The Study of NER Methods Based on Bi-LSTM+CRF Model

Conference: CIBDA 2022 - 3rd International Conference on Computer Information and Big Data Applications
03/25/2022 - 03/27/2022 at Wuhan, China

Proceedings: CIBDA 2022

Pages: 8Language: englishTyp: PDF

Authors:
Xu, Aiping (School of Computer Science, Wuhan Donghu University, Wuhan, China & School of Computer, Wuhan University, Wuhan, China)
Wang, Chao (The State Key Laboratory of Information Engineering in Surveying Mapping and Remote Sensing, Wuhan University, Wuhan, China)

Abstract:
Named entity recognition technology is one of the key technologies of natural language processing. The naming entity recognition technology mostly adopts artificial construction rules in early, and now named entity recognition technology is mostly around neural networks, machine learning or deep learning. When LSTM models sentences it is impossible to encode information from the back to the front and there are less probabilistic annotations based on LSTM in named entity recognition.

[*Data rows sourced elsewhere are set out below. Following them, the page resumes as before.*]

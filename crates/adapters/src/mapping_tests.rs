use super::*;
use serde_json::json;
use yare::parameterized;

#[parameterized(
    info = { "info", "LOW" },
    suspicious = { "suspicious_activity", "MEDIUM" },
    multiple = { "multiple_failures", "HIGH" },
    critical = { "critical_anomaly", "CRITICAL" },
    unknown = { "something_else", "LOW" },
)]
fn severity_table_matches_type(event_type: &str, expected: &str) {
    let event = json!({ "type": event_type, "message": "x" });
    let alert = map_event_to_alert(&event).unwrap();
    assert_eq!(alert["severity"], expected);
}

#[test]
fn missing_type_is_a_validation_error() {
    let event = json!({ "message": "x" });
    assert_eq!(
        map_event_to_alert(&event),
        Err(MappingError::MissingField("type"))
    );
}

#[test]
fn missing_message_is_a_validation_error() {
    let event = json!({ "type": "info" });
    assert_eq!(
        map_event_to_alert(&event),
        Err(MappingError::MissingField("message"))
    );
}

#[test]
fn non_mapping_input_is_a_type_error() {
    let event = json!(["not", "a", "mapping"]);
    assert_eq!(map_event_to_alert(&event), Err(MappingError::NotAMapping));
}

#[test]
fn provided_timestamp_is_preserved_verbatim() {
    let event = json!({ "type": "info", "message": "x", "timestamp": "2020-01-01T00:00:00.000Z" });
    let alert = map_event_to_alert(&event).unwrap();
    assert_eq!(alert["timestamp"], "2020-01-01T00:00:00.000Z");
}

#[test]
fn missing_timestamp_is_stamped_with_utc_now() {
    let event = json!({ "type": "info", "message": "x" });
    let alert = map_event_to_alert(&event).unwrap();
    assert!(alert["timestamp"].as_str().unwrap().ends_with('Z'));
}

#[test]
fn missing_source_defaults_to_unknown() {
    let event = json!({ "type": "info", "message": "x" });
    let alert = map_event_to_alert(&event).unwrap();
    assert_eq!(alert["source"], "unknown");
}

#[test]
fn provided_source_is_preserved() {
    let event = json!({ "type": "info", "message": "x", "source": "sshd" });
    let alert = map_event_to_alert(&event).unwrap();
    assert_eq!(alert["source"], "sshd");
}

#[test]
fn extra_keys_are_preserved() {
    let event = json!({ "type": "info", "message": "x", "src_ip": "10.0.0.5", "count": 3 });
    let alert = map_event_to_alert(&event).unwrap();
    assert_eq!(alert["src_ip"], "10.0.0.5");
    assert_eq!(alert["count"], 3);
}

#[test]
fn event_type_and_description_mirror_type_and_message() {
    let event = json!({ "type": "multiple_failures", "message": "five bad logins" });
    let alert = map_event_to_alert(&event).unwrap();
    assert_eq!(alert["event_type"], "multiple_failures");
    assert_eq!(alert["description"], "five bad logins");
}

#[test]
fn caller_supplied_severity_is_overridden_by_the_table() {
    let event = json!({ "type": "info", "message": "x", "severity": "CRITICAL" });
    let alert = map_event_to_alert(&event).unwrap();
    assert_eq!(alert["severity"], "LOW");
}
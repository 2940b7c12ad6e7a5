//! Shared helpers for the `hidsd` end-to-end specifications.

#![allow(clippy::unwrap_used, clippy::expect_used, clippy::panic, dead_code)]

use std::path::{Path, PathBuf};
use std::process::{Child, Command, Stdio};
use std::time::Duration;

pub const SPEC_POLL_INTERVAL_MS: u64 = 20;
pub const SPEC_WAIT_MAX_MS: u64 = 3000;

/// Resolves a workspace binary the same way a sibling crate's tests do:
/// relative to this test binary's own `target/debug` directory, so it
/// works regardless of which package's `cargo test` invocation built it.
fn binary_path(name: &str) -> PathBuf {
    let manifest_dir = Path::new(env!("CARGO_MANIFEST_DIR"));
    let standard = manifest_dir.join("target/debug").join(name);
    if standard.exists() {
        return standard;
    }
    if let Ok(exe) = std::env::current_exe() {
        if let Some(debug_dir) = exe.parent().and_then(|d| d.parent()) {
            let fallback = debug_dir.join(name);
            if fallback.exists() {
                return fallback;
            }
        }
    }
    standard
}

pub fn hidsd_binary() -> PathBuf {
    binary_path("hidsd")
}

/// Poll `condition` until it returns true or `timeout_ms` elapses.
pub fn wait_for<F>(timeout_ms: u64, mut condition: F) -> bool
where
    F: FnMut() -> bool,
{
    let start = std::time::Instant::now();
    let timeout = Duration::from_millis(timeout_ms);
    let poll_interval = Duration::from_millis(SPEC_POLL_INTERVAL_MS);
    while start.elapsed() < timeout {
        if condition() {
            return true;
        }
        std::thread::sleep(poll_interval);
    }
    false
}

pub fn wait_for_contains(path: impl AsRef<Path>, needle: &str) -> bool {
    wait_for(SPEC_WAIT_MAX_MS, || {
        std::fs::read_to_string(path.as_ref())
            .map(|contents| contents.contains(needle))
            .unwrap_or(false)
    })
}

/// A running `hidsd` process over an isolated tempdir, with every log
/// path named explicitly via a generated `HIDS_CONFIG` file.
pub struct Daemon {
    dir: tempfile::TempDir,
    child: Child,
}

impl Daemon {
    /// Start `hidsd` tailing `auth.log` in a fresh tempdir, logging
    /// everything else (runtime/detection/alerts/stdout) under the same
    /// directory so a failing test can be inspected after the fact.
    pub fn start() -> Self {
        let dir = tempfile::tempdir().expect("tempdir");
        let auth_log = dir.path().join("auth.log");
        std::fs::write(&auth_log, "").expect("create auth.log");

        let config_path = dir.path().join("config.toml");
        let config = format!(
            "tailed_log_path = {tailed:?}\n\
             poll_interval_secs = 0.02\n\
             num_workers = 2\n\
             runtime_log_path = {runtime:?}\n\
             detection_log_path = {detection:?}\n\
             alert_log_path = {alert:?}\n",
            tailed = auth_log.display().to_string(),
            runtime = dir.path().join("runtime.log").display().to_string(),
            detection = dir.path().join("detection.log").display().to_string(),
            alert = dir.path().join("alerts.log").display().to_string(),
        );
        std::fs::write(&config_path, config).expect("write config.toml");

        let stdout_path = dir.path().join("stdout.log");
        let stdout_file = std::fs::File::create(&stdout_path).expect("create stdout.log");

        let child = Command::new(hidsd_binary())
            .env("HIDS_CONFIG", &config_path)
            .env("DEBUG_MODE", "false")
            .stdout(Stdio::from(stdout_file))
            .stderr(Stdio::piped())
            .current_dir(dir.path())
            .spawn()
            .expect("spawn hidsd");

        let daemon = Self { dir, child };
        assert!(
            wait_for_contains(daemon.stdout_path(), "READY"),
            "hidsd did not report READY in time; stdout: {}",
            std::fs::read_to_string(daemon.stdout_path()).unwrap_or_default(),
        );
        daemon
    }

    pub fn path(&self, name: &str) -> PathBuf {
        self.dir.path().join(name)
    }

    fn stdout_path(&self) -> PathBuf {
        self.dir.path().join("stdout.log")
    }

    pub fn append_auth_line(&self, line: &str) {
        use std::io::Write;
        let mut file = std::fs::OpenOptions::new()
            .append(true)
            .open(self.path("auth.log"))
            .expect("open auth.log for append");
        writeln!(file, "{line}").expect("append auth.log line");
    }

    pub fn alerts(&self) -> String {
        std::fs::read_to_string(self.path("alerts.log")).unwrap_or_default()
    }

    pub fn wait_for_alert_containing(&self, needle: &str) -> bool {
        wait_for_contains(self.path("alerts.log"), needle)
    }
}

impl Drop for Daemon {
    fn drop(&mut self) {
        let _ = self.child.kill();
        let _ = self.child.wait();
    }
}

Aiming at these issues this article improves LSTM to bidirectional LSTM (Bi-LSTM) model and add a layer of Conditional Random Field (CRF) model after the Bi-LSTM model. The advent of the CRF layer allows the model to learn some constraints to avoid too many labels with a low probability. This article also improves the input features from word-level features to character-level features which breaks through the limitations of traditional word-level features. The experiments show that Bi-LSTM+CRF model and character-level features can greatly improve model performance in named entity recognition. Finally, active learning methods are proposed to achieve better performance in the case of less labeled data being trained.